A more favorable solution to your problem is to hire a lawyer to add the case to the court calendar and ask the judge to recall the warrant and then commence to defend on the charges. Because you are voluntarily appearing to face the charges, you have a good chance this will be allowed. This way, the judge is unlikely to even set a high bail and you may even be released on your own recognizance. You can even go to the criminal court clerk's office yourself and ask to add the case to the court calendar. In most places, they will not arrest you; however, you will still need a lawyer to defend you in court.
Failure to Appear in Court Because You Moved States
If the reason you did not appear in court for your DUI was that you relocated to another state, it does not mean your former state didn't issue a warrant for your arrest. Even though you are now living in another state, the state that you got the DUI in will still require that you take necessary steps as ordered by their state's court. In fact, if you are pulled over in another state, you'll likely be arrested and, perhaps, extradited to your former state.

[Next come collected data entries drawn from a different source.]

use chrono::{DateTime, Utc};
use rust_decimal::Decimal;
use sea_orm::entity::prelude::*;
use serde::{Deserialize, Serialize};
use utoipa::ToSchema;

/// Catalog offering ("layanan")
#[derive(Clone, Debug, PartialEq, Eq, DeriveEntityModel, Serialize, Deserialize)]
#[sea_orm(table_name = "services")]
pub struct Model {
    #[sea_orm(primary_key, auto_increment = false)]
    pub id: Uuid,
    pub name: String,
    #[sea_orm(unique)]
    pub slug: String,
    pub category: ServiceCategory,
    #[sea_orm(column_type = "Text")]
    pub description: String,
    /// Starting price; copied onto a booking as its total when booked
    pub price_from: Decimal,
    pub turnaround: String,
    pub is_active: bool,
    pub is_featured: bool,
    pub created_at: DateTime<Utc>,
    pub updated_at: DateTime<Utc>,
}

#[derive(Copy, Clone, Debug, EnumIter, DeriveRelation)]
pub enum Relation {
    #[sea_orm(has_many = "super::service_media::Entity")]
    Media,
    #[sea_orm(has_many = "super::booking::Entity")]
    Bookings,
}

impl Related<super::service_media::Entity> for Entity {
    fn to() -> RelationDef {
        Relation::Media.def()
    }
}

impl Related<super::booking::Entity> for Entity {
    fn to() -> RelationDef {
        Relation::Bookings.def()
    }
}

impl ActiveModelBehavior for ActiveModel {}

#[derive(
    Debug,
    Clone,
    Copy,
    PartialEq,
    Eq,
    Serialize,
    Deserialize,
    EnumIter,
    DeriveActiveEnum,
    ToSchema,
    strum::Display,
)]
#[serde(rename_all = "snake_case")]
#[strum(serialize_all = "snake_case")]
#[sea_orm(rs_type = "String", db_type = "String(StringLen::N(32))")]
pub enum ServiceCategory {
    #[sea_orm(string_value = "prewedding")]
    Prewedding,
    #[sea_orm(string_value = "drone")]
    Drone,
    #[sea_orm(string_value = "graduation")]
    Graduation,
    #[sea_orm(string_value = "corporate_event")]
    CorporateEvent,
    #[sea_orm(string_value = "documentary")]
    Documentary,
}
#![allow(dead_code)]

use std::sync::Arc;

use axum::{
    body::{self, Body},
    http::{header, Method, Request, StatusCode},
    response::Response,
    Router,
};
use chrono::{Duration, Utc};
use serde_json::{json, Value};
use studio_booking_api::{config::AppConfig, db, AppState};
use tempfile::TempDir;
use tower::ServiceExt;

pub const ADMIN_EMAIL: &str = "admin@studio.test";
pub const ADMIN_PASSWORD: &str = "admin-password-123";
pub const CUSTOMER_PASSWORD: &str = "rahasia-123";

const JWT_SECRET: &str = "k3Jq9vX2mP7rT4wY8zB1nC6dF0gH5jL3sQ9uV2xA7eR4tY8iO1pW6mN3bZ5cK0lM";
const BOUNDARY: &str = "studio-test-boundary";

/// Application over a throwaway SQLite file and upload root.
pub struct TestApp {
    router: Router,
    pub state: AppState,
    _dir: TempDir,
}

impl TestApp {
    pub async fn new() -> Self {
        Self::with_config(|_| {}).await
    }

    /// Builds the app after letting the caller tweak the configuration.
    pub async fn with_config(adjust: impl FnOnce(&mut AppConfig)) -> Self {
        let dir = TempDir::new().expect("temp dir");
        let db_path = dir.path().join("studio_test.db");

        let mut cfg = AppConfig::new(
            format!("sqlite://{}?mode=rwc", db_path.display()),
            JWT_SECRET.to_string(),
            3600,
            86_400,
            "127.0.0.1".to_string(),
            18_080,
            "development".to_string(),
        );
        cfg.db_max_connections = 1;
        cfg.db_min_connections = 1;
        cfg.upload_dir = dir.path().join("uploads").display().to_string();
        cfg.admin_seed_email = Some(ADMIN_EMAIL.to_string());
        cfg.admin_seed_password = Some(ADMIN_PASSWORD.to_string());
        cfg.rate_limit_requests_per_window = 10_000;
        adjust(&mut cfg);

        let pool = db::establish_connection_from_app_config(&cfg)
            .await
            .expect("failed to create test database");
        db::run_migrations(&pool)
            .await
            .expect("failed to run migrations in tests");

        let state = AppState::bootstrap(Arc::new(pool), cfg)
            .await
            .expect("failed to bootstrap state");
        let router = studio_booking_api::build_router(state.clone());

        Self {
            router,
            state,
            _dir: dir,
        }
    }

    pub async fn send(&self, request: Request<Body>) -> Response {
        self.router
            .clone()
            .oneshot(request)
            .await
            .expect("router should respond")
    }

    /// JSON request with an optional bearer token.
    pub async fn request(
        &self,
        method: Method,
        uri: &str,
        body: Option<Value>,
        token: Option<&str>,
    ) -> Response {
        let mut builder = Request::builder().method(method).uri(uri);
        if let Some(token) = token {
            builder = builder.header(header::AUTHORIZATION, format!("Bearer {}", token));
        }
        let request = match body {
            Some(json) => builder
                .header(header::CONTENT_TYPE, "application/json")
                .body(Body::from(json.to_string())),
            None => builder.body(Body::empty()),
        }
        .expect("request");
        self.send(request).await
    }

    /// Multipart request carrying `file` plus plain text fields.
    pub async fn upload(
        &self,
        uri: &str,
        filename: &str,
        bytes: &[u8],
        fields: &[(&str, &str)],
        token: Option<&str>,
    ) -> Response {
        let mut body = Vec::new();
        for (name, value) in fields {
            body.extend_from_slice(
                format!(
                    "--{BOUNDARY}\r\nContent-Disposition: form-data; name=\"{name}\"\r\n\r\n{value}\r\n"
                )
                .as_bytes(),
            );
        }
        body.extend_from_slice(
            format!(
                "--{BOUNDARY}\r\nContent-Disposition: form-data; name=\"file\"; filename=\"{filename}\"\r\nContent-Type: application/octet-stream\r\n\r\n"
            )
            .as_bytes(),
        );
        body.extend_from_slice(bytes);
        body.extend_from_slice(format!("\r\n--{BOUNDARY}--\r\n").as_bytes());

        let mut builder = Request::builder()
            .method(Method::POST)
            .uri(uri)
            .header(
                header::CONTENT_TYPE,
                format!("multipart/form-data; boundary={BOUNDARY}"),
            );
        if let Some(token) = token {
            builder = builder.header(header::AUTHORIZATION, format!("Bearer {}", token));
        }
        self.send(builder.body(Body::from(body)).expect("request"))
            .await
    }

    /// Sends a JSON request and returns status plus parsed body.
    pub async fn call(
        &self,
        method: Method,
        uri: &str,
        body: Option<Value>,
        token: Option<&str>,
    ) -> (StatusCode, Value) {
        let response = self.request(method, uri, body, token).await;
        let status = response.status();
        (status, response_json(response).await)
    }

    pub async fn admin_token(&self) -> String {
        self.login(ADMIN_EMAIL, ADMIN_PASSWORD).await
    }

    pub async fn login(&self, email: &str, password: &str) -> String {
        let (status, body) = self
            .call(
                Method::POST,
                "/api/auth/login",
                Some(json!({ "email": email, "password": password })),
                None,
            )
            .await;
        assert_eq!(status, StatusCode::OK, "login failed: {body}");
        body["data"]["tokens"]["access_token"]
            .as_str()
            .expect("access token")
            .to_string()
    }

    /// Registers a customer and returns `(customer_id, access_token)`.
    pub async fn register_customer(&self, email: &str) -> (String, String) {
        let (status, body) = self
            .call(
                Method::POST,
                "/api/auth/register",
                Some(json!({
                    "name": "Sari Wulandari",
                    "email": email,
                    "password": CUSTOMER_PASSWORD,
                    "phone": "+6281234567890",
                })),
                None,
            )
            .await;
        assert_eq!(status, StatusCode::CREATED, "register failed: {body}");
        (
            body["data"]["user"]["id"].as_str().expect("id").to_string(),
            body["data"]["tokens"]["access_token"]
                .as_str()
                .expect("access token")
                .to_string(),
        )
    }

    /// Creates an active catalog service priced at `price` and returns its id.
    pub async fn create_service(&self, admin_token: &str, name: &str, price: &str) -> String {
        let (status, body) = self
            .call(
                Method::POST,
                "/api/layanan",
                Some(json!({
                    "name": name,
                    "category": "prewedding",
                    "description": "Outdoor session with two photographers",
                    "price_from": price,
                    "turnaround": "14 hari kerja",
                })),
                Some(admin_token),
            )
            .await;
        assert_eq!(status, StatusCode::CREATED, "create service failed: {body}");
        body["data"]["id"].as_str().expect("service id").to_string()
    }

    /// Books `service_id` two weeks ahead and returns the booking payload.
    pub async fn create_booking(&self, customer_token: &str, service_id: &str) -> Value {
        let event_date = (Utc::now() + Duration::days(14)).date_naive();
        let (status, body) = self
            .call(
                Method::POST,
                "/api/pemesanan",
                Some(json!({
                    "service_id": service_id,
                    "event_name": "Prewedding Sari & Bima",
                    "event_date": event_date.to_string(),
                    "event_time": "09:00",
                    "event_location": "Kebun Raya Bogor",
                })),
                Some(customer_token),
            )
            .await;
        assert_eq!(status, StatusCode::CREATED, "create booking failed: {body}");
        body["data"].clone()
    }

    pub async fn validate_booking(&self, admin_token: &str, booking_id: &str) {
        let (status, body) = self
            .call(
                Method::PUT,
                &format!("/api/pemesanan/{booking_id}/status"),
                Some(json!({ "status": "validated" })),
                Some(admin_token),
            )
            .await;
        assert_eq!(status, StatusCode::OK, "validate failed: {body}");
    }

    /// Customer, service and a validated booking in one go: `(customer_token, admin_token, booking)`.
    pub async fn validated_booking(&self, email: &str, price: &str) -> (String, String, Value) {
        let admin = self.admin_token().await;
        let (_, customer) = self.register_customer(email).await;
        let service_id = self
            .create_service(&admin, &format!("Prewedding {email}"), price)
            .await;
        let booking = self.create_booking(&customer, &service_id).await;
        let booking_id = booking["id"].as_str().expect("booking id");
        self.validate_booking(&admin, booking_id).await;
        (customer, admin, booking)
    }
}

pub async fn response_json(response: Response) -> Value {
    let bytes = response_bytes(response).await;
    if bytes.is_empty() {
        return Value::Null;
    }
    serde_json::from_slice(&bytes).expect("json response")
}

pub async fn response_bytes(response: Response) -> Vec<u8> {
    body::to_bytes(response.into_body(), usize::MAX)
        .await
        .expect("response body bytes")
        .to_vec()
}
//! `x-request-id` propagation.
//!
//! A well-formed client id is kept, anything else is replaced by a fresh UUID.
//! The id is put into request extensions, scoped as the task-local read by
//! `ApiResponse` metadata and `ErrorResponse`, and echoed on the response.

use crate::tracing::{scope_request_id, RequestId};
use axum::{
    extract::Request,
    http::{header::HeaderName, HeaderMap, HeaderValue},
    middleware::Next,
    response::Response,
};

pub const REQUEST_ID_HEADER: &str = "x-request-id";

fn resolve(headers: &HeaderMap) -> RequestId {
    headers
        .get(REQUEST_ID_HEADER)
        .and_then(|v| v.to_str().ok())
        .and_then(RequestId::from_header)
        .unwrap_or_default()
}

fn stamp(headers: &mut HeaderMap, value: Option<&HeaderValue>) {
    let name = HeaderName::from_static(REQUEST_ID_HEADER);
    match value {
        Some(value) => {
            headers.insert(name, value.clone());
        }
        None => {
            headers.remove(name);
        }
    }
}

pub async fn request_id_middleware(mut request: Request, next: Next) -> Response {
    let request_id = resolve(request.headers());
    let value = HeaderValue::from_str(request_id.as_str()).ok();

    // a rejected client value must not reach the trace span
    stamp(request.headers_mut(), value.as_ref());
    request.extensions_mut().insert(request_id.clone());

    let mut response = scope_request_id(request_id, next.run(request)).await;
    stamp(response.headers_mut(), value.as_ref());
    response
}

#[cfg(test)]
mod tests {
    use super::*;
    use crate::errors::{ErrorResponse, ServiceError};
    use axum::{
        body::{to_bytes, Body},
        extract::Extension,
        http::{Request as HttpRequest, StatusCode},
        routing::get,
        Router,
    };
    use tower::ServiceExt;

    async fn echo(Extension(request_id): Extension<RequestId>) -> String {
        request_id.as_str().to_string()
    }

    async fn missing_booking() -> Result<(), ServiceError> {
        Err(ServiceError::NotFound("Booking not found".to_string()))
    }

    fn app() -> Router {
        Router::new()
            .route("/echo", get(echo))
            .route("/missing", get(missing_booking))
            .layer(axum::middleware::from_fn(request_id_middleware))
    }

    fn get_with(uri: &str, request_id: Option<&str>) -> HttpRequest<Body> {
        let mut builder = HttpRequest::builder().uri(uri);
        if let Some(id) = request_id {
            builder = builder.header(REQUEST_ID_HEADER, id);
        }
        builder.body(Body::empty()).unwrap()
    }

    #[tokio::test]
    async fn error_body_carries_the_minted_id() {
        let response = app().oneshot(get_with("/missing", None)).await.unwrap();
        assert_eq!(response.status(), StatusCode::NOT_FOUND);
        let header = response.headers()[REQUEST_ID_HEADER]
            .to_str()
            .unwrap()
            .to_string();

        let body = to_bytes(response.into_body(), usize::MAX).await.unwrap();
        let payload: ErrorResponse = serde_json::from_slice(&body).unwrap();
        assert_eq!(payload.request_id.as_deref(), Some(header.as_str()));
        assert!(uuid::Uuid::parse_str(&header).is_ok());
    }

    #[tokio::test]
    async fn client_id_reaches_handlers_and_response() {
        let response = app()
            .oneshot(get_with("/echo", Some("booking-flow-77")))
            .await
            .unwrap();
        assert_eq!(response.headers()[REQUEST_ID_HEADER], "booking-flow-77");
        let body = to_bytes(response.into_body(), usize::MAX).await.unwrap();
        assert_eq!(&body[..], b"booking-flow-77");
    }

    #[tokio::test]
    async fn malformed_client_id_is_replaced() {
        let response = app()
            .oneshot(get_with("/echo", Some("semi;colon")))
            .await
            .unwrap();
        let header = response.headers()[REQUEST_ID_HEADER].to_str().unwrap().to_string();
        assert_ne!(header, "semi;colon");
        let body = to_bytes(response.into_body(), usize::MAX).await.unwrap();
        assert_eq!(&body[..], header.as_bytes());
    }
}
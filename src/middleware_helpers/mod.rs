pub mod request_id;

pub use request_id::request_id_middleware;
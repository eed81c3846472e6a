use chrono::{DateTime, Utc};
use sea_orm::entity::prelude::*;
use serde::{Deserialize, Serialize};

/// Studio administrator, seeded at boot
#[derive(Clone, Debug, PartialEq, Eq, DeriveEntityModel, Serialize, Deserialize)]
#[sea_orm(table_name = "admins")]
pub struct Model {
    #[sea_orm(primary_key, auto_increment = false)]
    pub id: Uuid,
    pub name: String,
    #[sea_orm(unique)]
    pub email: String,
    #[serde(skip_serializing)]
    pub password_hash: String,
    pub created_at: DateTime<Utc>,
    pub updated_at: DateTime<Utc>,
}

#[derive(Copy, Clone, Debug, EnumIter, DeriveRelation)]
pub enum Relation {
    #[sea_orm(has_many = "super::meeting::Entity")]
    Meetings,
    #[sea_orm(has_many = "super::recap_run::Entity")]
    RecapRuns,
}

impl Related<super::meeting::Entity> for Entity {
    fn to() -> RelationDef {
        Relation::Meetings.def()
    }
}

impl Related<super::recap_run::Entity> for Entity {
    fn to() -> RelationDef {
        Relation::RecapRuns.def()
    }
}

impl ActiveModelBehavior for ActiveModel {}
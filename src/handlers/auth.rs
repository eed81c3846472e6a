use crate::auth::{AuthRouterExt, AuthUser};
use crate::errors::ServiceError;
use crate::handlers::common::{created, message, ok};
use crate::handlers::AppState;
use crate::services::account::{
    AuthResponse, ChangePasswordRequest, LoginRequest, PrincipalProfile, RefreshRequest,
    RegisterRequest,
};
use crate::ApiResponse;
use axum::{
    extract::{Json, State},
    http::StatusCode,
    routing::{get, post, put},
    Router,
};

/// Register a customer account
#[utoipa::path(
    post,
    path = "/api/auth/register",
    request_body = RegisterRequest,
    responses(
        (status = 201, description = "Account created", body = ApiResponse<AuthResponse>),
        (status = 400, description = "Invalid input or email already registered", body = crate::errors::ErrorResponse),
    ),
    tag = "Auth"
)]
pub async fn register(
    State(state): State<AppState>,
    Json(request): Json<RegisterRequest>,
) -> Result<(StatusCode, Json<ApiResponse<AuthResponse>>), ServiceError> {
    let response = state.services.accounts.register(request).await?;
    Ok(created(response))
}

/// Log in as an admin or a customer
#[utoipa::path(
    post,
    path = "/api/auth/login",
    request_body = LoginRequest,
    responses(
        (status = 200, description = "Logged in", body = ApiResponse<AuthResponse>),
        (status = 401, description = "Invalid credentials", body = crate::errors::ErrorResponse),
    ),
    tag = "Auth"
)]
pub async fn login(
    State(state): State<AppState>,
    Json(request): Json<LoginRequest>,
) -> Result<(StatusCode, Json<ApiResponse<AuthResponse>>), ServiceError> {
    let response = state.services.accounts.login(request).await?;
    Ok(ok(response))
}

/// Exchange a refresh token for a new token pair
#[utoipa::path(
    post,
    path = "/api/auth/refresh",
    request_body = RefreshRequest,
    responses(
        (status = 200, description = "Tokens rotated", body = ApiResponse<AuthResponse>),
        (status = 403, description = "Invalid or expired refresh token", body = crate::errors::ErrorResponse),
    ),
    tag = "Auth"
)]
pub async fn refresh(
    State(state): State<AppState>,
    Json(request): Json<RefreshRequest>,
) -> Result<(StatusCode, Json<ApiResponse<AuthResponse>>), ServiceError> {
    let response = state.services.accounts.refresh(request).await?;
    Ok(ok(response))
}

#[utoipa::path(
    get,
    path = "/api/auth/me",
    responses(
        (status = 200, description = "Current principal", body = ApiResponse<PrincipalProfile>),
        (status = 401, description = "Missing token", body = crate::errors::ErrorResponse),
    ),
    security(("bearer_auth" = [])),
    tag = "Auth"
)]
pub async fn me(
    State(state): State<AppState>,
    user: AuthUser,
) -> Result<(StatusCode, Json<ApiResponse<PrincipalProfile>>), ServiceError> {
    let profile = state.services.accounts.me(&user).await?;
    Ok(ok(profile))
}

/// Revoke the access token used for this request
#[utoipa::path(
    post,
    path = "/api/auth/logout",
    responses((status = 200, description = "Logged out")),
    security(("bearer_auth" = [])),
    tag = "Auth"
)]
pub async fn logout(
    State(state): State<AppState>,
    user: AuthUser,
) -> Result<(StatusCode, Json<ApiResponse<()>>), ServiceError> {
    state.services.accounts.logout(&user).await?;
    Ok(message("Logged out"))
}

#[utoipa::path(
    put,
    path = "/api/auth/password",
    request_body = ChangePasswordRequest,
    responses(
        (status = 200, description = "Password changed"),
        (status = 400, description = "Current password is wrong", body = crate::errors::ErrorResponse),
    ),
    security(("bearer_auth" = [])),
    tag = "Auth"
)]
pub async fn change_password(
    State(state): State<AppState>,
    user: AuthUser,
    Json(request): Json<ChangePasswordRequest>,
) -> Result<(StatusCode, Json<ApiResponse<()>>), ServiceError> {
    state
        .services
        .accounts
        .change_password(&user, request)
        .await?;
    Ok(message("Password changed"))
}

pub fn routes() -> Router<AppState> {
    let public = Router::new()
        .route("/register", post(register))
        .route("/login", post(login))
        .route("/refresh", post(refresh));

    let authenticated = Router::new()
        .route("/me", get(me))
        .route("/logout", post(logout))
        .route("/password", put(change_password))
        .with_auth();

    public.merge(authenticated)
}
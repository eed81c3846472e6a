use crate::auth::{AuthRouterExt, AuthUser, Role};
use crate::errors::ServiceError;
use crate::handlers::common::{created, message, ok, paginated};
use crate::handlers::AppState;
use crate::services::catalog::{
    CreateServiceRequest, MediaView, ServiceListQuery, ServiceView, UpdateServiceRequest,
};
use crate::{ApiResponse, PaginatedResponse};
use axum::{
    extract::{Json, Path, Query, State},
    http::StatusCode,
    routing::{get, post, put},
    Router,
};
use uuid::Uuid;

fn caller_is_admin(user: &Option<AuthUser>) -> bool {
    user.as_ref().map(AuthUser::is_admin).unwrap_or(false)
}

/// List catalog services. Inactive ones are only listed for admins asking `include_inactive`.
#[utoipa::path(
    get,
    path = "/api/layanan",
    params(ServiceListQuery),
    responses((status = 200, description = "Services", body = ApiResponse<PaginatedResponse<ServiceView>>)),
    tag = "Layanan"
)]
pub async fn list_services(
    State(state): State<AppState>,
    user: Option<AuthUser>,
    Query(query): Query<ServiceListQuery>,
) -> Result<(StatusCode, Json<ApiResponse<PaginatedResponse<ServiceView>>>), ServiceError> {
    let (page, limit) = (query.page, query.limit);
    let result = state
        .services
        .catalog
        .list(query, caller_is_admin(&user))
        .await?;
    Ok(paginated(result, page, limit))
}

/// Fetch a service with its media by id or slug
#[utoipa::path(
    get,
    path = "/api/layanan/{id_or_slug}",
    params(("id_or_slug" = String, Path, description = "Service id or slug")),
    responses(
        (status = 200, description = "Service", body = ApiResponse<ServiceView>),
        (status = 404, description = "Not found", body = crate::errors::ErrorResponse),
    ),
    tag = "Layanan"
)]
pub async fn get_service(
    State(state): State<AppState>,
    user: Option<AuthUser>,
    Path(id_or_slug): Path<String>,
) -> Result<(StatusCode, Json<ApiResponse<ServiceView>>), ServiceError> {
    let service = state
        .services
        .catalog
        .get(&id_or_slug, caller_is_admin(&user))
        .await?;
    Ok(ok(service))
}

#[utoipa::path(
    get,
    path = "/api/layanan/{id}/media",
    params(("id" = Uuid, Path, description = "Service id")),
    responses((status = 200, description = "Media ordered by position", body = ApiResponse<Vec<MediaView>>)),
    tag = "Layanan"
)]
pub async fn list_service_media(
    State(state): State<AppState>,
    Path(id): Path<Uuid>,
) -> Result<(StatusCode, Json<ApiResponse<Vec<MediaView>>>), ServiceError> {
    let media = state.services.catalog.list_media(id).await?;
    Ok(ok(media))
}

#[utoipa::path(
    post,
    path = "/api/layanan",
    request_body = CreateServiceRequest,
    responses(
        (status = 201, description = "Service created", body = ApiResponse<ServiceView>),
        (status = 400, description = "Invalid input or duplicate slug", body = crate::errors::ErrorResponse),
    ),
    security(("bearer_auth" = [])),
    tag = "Layanan"
)]
pub async fn create_service(
    State(state): State<AppState>,
    Json(request): Json<CreateServiceRequest>,
) -> Result<(StatusCode, Json<ApiResponse<ServiceView>>), ServiceError> {
    let service = state.services.catalog.create(request).await?;
    Ok(created(service))
}

#[utoipa::path(
    put,
    path = "/api/layanan/{id}",
    params(("id" = Uuid, Path, description = "Service id")),
    request_body = UpdateServiceRequest,
    responses(
        (status = 200, description = "Service updated", body = ApiResponse<ServiceView>),
        (status = 404, description = "Not found", body = crate::errors::ErrorResponse),
    ),
    security(("bearer_auth" = [])),
    tag = "Layanan"
)]
pub async fn update_service(
    State(state): State<AppState>,
    Path(id): Path<Uuid>,
    Json(request): Json<UpdateServiceRequest>,
) -> Result<(StatusCode, Json<ApiResponse<ServiceView>>), ServiceError> {
    let service = state.services.catalog.update(id, request).await?;
    Ok(ok(service))
}

/// Delete a service that has no bookings, with its media files
#[utoipa::path(
    delete,
    path = "/api/layanan/{id}",
    params(("id" = Uuid, Path, description = "Service id")),
    responses(
        (status = 200, description = "Service deleted"),
        (status = 400, description = "Service has bookings", body = crate::errors::ErrorResponse),
    ),
    security(("bearer_auth" = [])),
    tag = "Layanan"
)]
pub async fn delete_service(
    State(state): State<AppState>,
    Path(id): Path<Uuid>,
) -> Result<(StatusCode, Json<ApiResponse<()>>), ServiceError> {
    state.services.catalog.delete(id).await?;
    Ok(message("Service deleted"))
}

pub fn routes() -> Router<AppState> {
    let public = Router::new()
        .route("/", get(list_services))
        .route("/:id", get(get_service))
        .route("/:id/media", get(list_service_media))
        .with_optional_auth();

    let admin = Router::new()
        .route("/", post(create_service))
        .route("/:id", put(update_service).delete(delete_service))
        .with_role(Role::Admin);

    public.merge(admin)
}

The statute of limitations never runs out while you're across state lines. At some point, either voluntarily or by arrest, you'll likely have to "face the music," and by then, the ordeal may prove much more costly, both in terms of money and possible jail time, than it would have been originally. In addition, you may not be allowed out on bail because you have already shown yourself to be a "flight risk," which means you would be in jail while you await trial. Your sentence on the original crime of DUI or DWI will be enhanced because of the flight to avoid prosecution, as you've now committed two crimes.
Getting Legal Help
In this case, your best option is to contact, and retain, a DUI attorney in your former state, tell him or her your story from your new state, and have that attorney try to make a deal or "plea bargain" with the local District Attorney (DA) in your former state. The DA will likely be willing to recommend a less severe punishment for you, in exchange for your voluntary return to that state. The outcome is sure to be better taking this route rather than if you happened to be arrested and forced to come back to face the charges.